(Stored data)
- Opening Delimiter -

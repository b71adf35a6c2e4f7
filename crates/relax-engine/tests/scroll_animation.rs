use std::cell::RefCell;
use std::rc::Rc;

use anyhow::Result;
use relax_engine::animation::{
    AnimationOptions, AnimationRegistry, EasingFunction, ElementSet, InlineStyle, Steps,
};
use relax_engine::{RelaxError, ScrollBinding, ScrollNotifier, ScrollOffset};

fn bound(
    registry: AnimationRegistry<InlineStyle>,
    offset: &ScrollOffset,
    notifier: &ScrollNotifier,
) -> Result<ScrollBinding<InlineStyle>> {
    let mut binding =
        ScrollBinding::new(Rc::new(RefCell::new(registry))).with_source(Rc::new(offset.clone()));
    binding.enable(notifier)?;
    Ok(binding)
}

#[test]
fn sweeps_json_steps_through_binding() -> Result<()> {
    let steps = Steps::from_json(
        r#"{
            "0": { "opacity": 0, "margin-left": "0px" },
            "100": { "opacity": 1, "margin-left": "20px" }
        }"#,
    )?;
    let element = InlineStyle::new();
    let mut registry = AnimationRegistry::new();
    registry.add(element.clone(), &steps, AnimationOptions::default())?;

    let offset = ScrollOffset::new("page-offset", 0.0);
    let notifier = ScrollNotifier::new();
    let mut binding = bound(registry, &offset, &notifier)?;

    assert_eq!(element.to_css_text(), "marginLeft: 0px; opacity: 0");

    let expected = [
        (25.0, "marginLeft: 5px; opacity: 0.25"),
        (50.0, "marginLeft: 10px; opacity: 0.5"),
        (100.0, "marginLeft: 20px; opacity: 1"),
        (400.0, "marginLeft: 20px; opacity: 1"),
    ];
    for (position, css) in expected {
        offset.set(position);
        notifier.notify();
        assert_eq!(element.to_css_text(), css, "at {position}");
    }

    offset.set(-5.0);
    notifier.notify();
    assert!(element.is_empty());

    offset.set(50.0);
    binding.disable(&notifier);
    assert!(!binding.is_enabled());
    assert_eq!(notifier.listener_count(), 0);
    assert!(element.is_empty());

    notifier.notify();
    assert!(element.is_empty());
    Ok(())
}

#[test]
fn hex_colors_interpolate_as_rgb() -> Result<()> {
    let element = InlineStyle::new();
    let mut registry = AnimationRegistry::new();
    registry.add(
        element.clone(),
        &Steps::new()
            .step(0, |s| s.set("color", "#ff0000"))
            .step(100, |s| s.set("color", "#00ff00")),
        AnimationOptions::default(),
    )?;

    let expected = [
        (0.0, "rgb(255,0,0)"),
        (50.0, "rgb(127,127,0)"),
        (99.0, "rgb(2,252,0)"),
        (100.0, "rgb(0,255,0)"),
    ];
    for (position, color) in expected {
        registry.render(position);
        assert_eq!(element.get("color").as_deref(), Some(color), "at {position}");
    }
    Ok(())
}

#[test]
fn later_transitions_overwrite_committed_values() -> Result<()> {
    let element = InlineStyle::new();
    let mut registry = AnimationRegistry::new();
    registry.add(
        element.clone(),
        &Steps::new()
            .step(0, |s| s.set("width", "0px"))
            .step(100, |s| s.set("width", "100px"))
            .step(300, |s| s.set("width", "50px")),
        AnimationOptions::new().with_easing(EasingFunction::Linear),
    )?;

    registry.render(200.0);
    assert_eq!(element.get("width").as_deref(), Some("75px"));

    registry.render(99.0);
    assert_eq!(element.get("width").as_deref(), Some("99px"));
    Ok(())
}

#[test]
fn one_registration_drives_many_elements() -> Result<()> {
    let first = InlineStyle::new();
    let second = InlineStyle::new();
    let mut registry: AnimationRegistry<InlineStyle> = AnimationRegistry::new();
    registry.add(
        ElementSet::many(vec![first.clone(), second.clone()]),
        &Steps::from_json(r#"{ "10": { "height": "0px" }, "20": { "height": "10px" } }"#)?,
        AnimationOptions::default(),
    )?;

    registry.render(12.0);
    assert_eq!(first.get("height").as_deref(), Some("2px"));
    assert_eq!(first.snapshot(), second.snapshot());
    Ok(())
}

#[test]
fn rejects_invalid_registrations() -> Result<()> {
    let element = InlineStyle::new();
    let mut registry = AnimationRegistry::new();

    let duplicate = Steps::from_json(
        r#"{ "100": { "opacity": "0" }, "100px": { "opacity": "1" } }"#,
    )?;
    assert!(matches!(
        registry.add(element.clone(), &duplicate, AnimationOptions::default()),
        Err(RelaxError::DuplicatePosition(100))
    ));

    let mismatch = Steps::new()
        .step(0, |s| s.set("margin", "0px"))
        .step(10, |s| s.set("margin", "1px 2px"));
    assert!(matches!(
        registry.add(element.clone(), &mismatch, AnimationOptions::default()),
        Err(RelaxError::TokenCountMismatch { start_tokens: 1, end_tokens: 2, .. })
    ));

    assert!(matches!(
        Steps::from_json(r#"{ "0": { "opacity": true } }"#),
        Err(RelaxError::InvalidValue { position: 0, .. })
    ));
    assert!(matches!(
        Steps::from_json(r#"{ "top": { "opacity": "1" } }"#),
        Err(RelaxError::InvalidPosition(_))
    ));
    assert!(matches!(Steps::from_json("[1, 2]"), Err(RelaxError::Json(_))));

    assert!(registry.is_empty());
    Ok(())
}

- Closing Delimiter -

◆ **What to do**
State how many lines in the records contain the string "marginLeft". Give the number with no words around it.

◆ **Expected answer**
5